UCL students win the Hult Prize 2018 claiming $1 million in seed funding for their social enterprise

UCL students win the Hult Prize 2018 claiming $1 million in seed funding for their social enterprise

Rice Inc, a social enterprise aiming to alleviate food poverty in Southeast Asia, was presented with the Hult Prize trophy by President Bill Clinton. The team were supported by UCL Innovation & Enterprise.

In recognition of their innovative social enterprise, four UCL students won the 2018 Hult Prize global finals at the UN in New York on Saturday 15 September.

The Hult Prize is the world’s largest platform and accelerator for the creation and launch of sustainable and impact-centred startups emerging from universities all over the globe.

Long-time supporter and advocate of the Hult Prize, President Bill Clinton, was on-hand at the awards gala to present the students with the prestigious trophy and a cash prize of $1m in seed capital for their award-winning business idea.

The winners

The winners, BSc Biomedical Sciences students Kisum Chan and Lincoln Lee, Julia Vannaxay (BSc Statistics and Management for Business) and Vannie Koay (BSc Economics), are all about to begin their third year at UCL. They’ll use the seed capital to develop their idea further, with the goal of ending food poverty in the Southeast Asia.

Along with five other teams, the UCL team won the chance to pitch at the global finals having beaten 200,000 other ideas that competed at on-campus, regional and semi-final stages over the course of the year-long Hult Prize programme.

The Hult Prize judging panel included esteemed industry leaders such as Arianna Huffington (co-founder of Huffington Post), Paul Polman (Global CEO, Unilever) and Hans Vestberg (CEO, Verizon). The panel saw the potential in the idea to increase the yield and quality of rice harvests by granting farmers access to drying technologies and a rice storage service.

The winning idea

This year’s Hult Prize challenge was to build a sustainable, scalable social enterprise that harnesses the power of energy to transform the lives of 10 million people. The winning idea does this by disrupting the traditional rice supply chain Southeast Asia. The team buys rice directly from farmers and dries it using renewable energy – avoiding the 30% spoilage rate farmers would normally incur when attempting to treat the rice themselves.

Talking about the inspiration behind the social enterprise concept, CEO Lincoln Lee said: “Our heritage as a team shaped the project. We were shocked at how inefficient and wasteful the rice supply chain is. My team is made up of Malaysian, Laotian and Hong Kong nationals – countries where rice is the staple diet. Everyone eats it every day. Society would collapse without it.

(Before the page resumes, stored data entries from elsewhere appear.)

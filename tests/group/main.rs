//! Integration tests for Layer 2: Group
//!
//! Tests for query resolution and Grouper selection over split tables.

mod queries;
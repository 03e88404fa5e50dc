//! Integration tests for Layer 1: Table
//!
//! Tests for Table, Column, Row views, and column name normalization.

mod names;
mod tables;
//! Row-wise and column-wise transforms for Gander tables.
//!
//! This crate provides:
//! - [`RowFn`] / [`ColumnFn`] - Transform declarations with ordered parameters
//! - [`Param`] - Declared parameter name, type, and default
//! - [`coerce`] - The per-value coercion policy and [`StrictMode`]
//! - [`register_row_transform`] - Per-row evaluation with failure containment
//! - [`register_column_transform`] - Single-call evaluation over whole columns
//!
//! # Example
//!
//! ```
//! use gander_foundation::{Type, Value};
//! use gander_table::Table;
//! use gander_transform::{Param, RowFn, RowTransformConfig, register_row_transform};
//!
//! let mut table = Table::from_columns([
//!     ("a", vec![Value::Int(0), Value::Int(5)]),
//!     ("b", vec![Value::Nil, Value::Int(9)]),
//! ])?;
//!
//! let r = RowFn::new(
//!     "r",
//!     [Param::new("a").typed(Type::Int), Param::new("b").typed(Type::Int).with_default(9)],
//!     |args| Ok(Value::Int(args.int("a")? + args.int("b")?)),
//! );
//! register_row_transform(&mut table, &r, &RowTransformConfig::default())?;
//!
//! assert_eq!(table.column("r").unwrap().to_vec(), vec![Value::Int(9), Value::Int(14)]);
//! # Ok::<(), gander_foundation::Error>(())
//! ```

#![warn(missing_docs)]
#![warn(clippy::all)]
#![warn(clippy::pedantic)]

pub mod binder;
pub mod coerce;
pub mod column;
pub mod config;
pub mod function;
pub mod param;
pub mod row;
pub mod validate;

pub use binder::{RowOutcome, bind_and_invoke};
pub use coerce::{StrictMode, coerce};
pub use column::register_column_transform;
pub use config::{ColumnTransformConfig, RowTransformConfig};
pub use function::{ColumnArgs, ColumnFn, ColumnOutput, RowFn};
pub use param::{Args, Param};
pub use row::register_row_transform;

“Yet the very people growing it are the ones left behind by the industry and society. Through no fault of their own, the practices of these farmers are also the root cause of the waste in the supply chain. Due to high costs, farmers can’t access existing technology that could solve these problems. We wanted to change that.”

Having already put a plan in place for the £1m seed funding, the team is now working to put the money to good use by rolling out more pilot schemes to add to those already taking place in Malaysia and Myanmar in partnership with the International Rice Research Institute (IRRI).

Support from UCL

The student entrepreneurs had support from UCL Innovation & Enterprise’s Entrepreneurship team, UCL School of Management’s Dr Dave Chapman, UCL Hult Prize Campus Director Mascha Samkova, and external mentors including the Hult Prize’s Prof Evangelos Markopoulos. Their achievement is all the more remarkable considering the competition the team was up against in the global finals.

Speaking about the team’s victory, Dr Celia Caulcott, Vice-Provost (Enterprise), UCL Innovation & Enterprise, said: “This is a superb achievement for these UCL students. They’re not only a shining example of the entrepreneurial spirit that runs throughout UCL, they exemplify how solving the world’s most pressing challenges can also make good business sense.”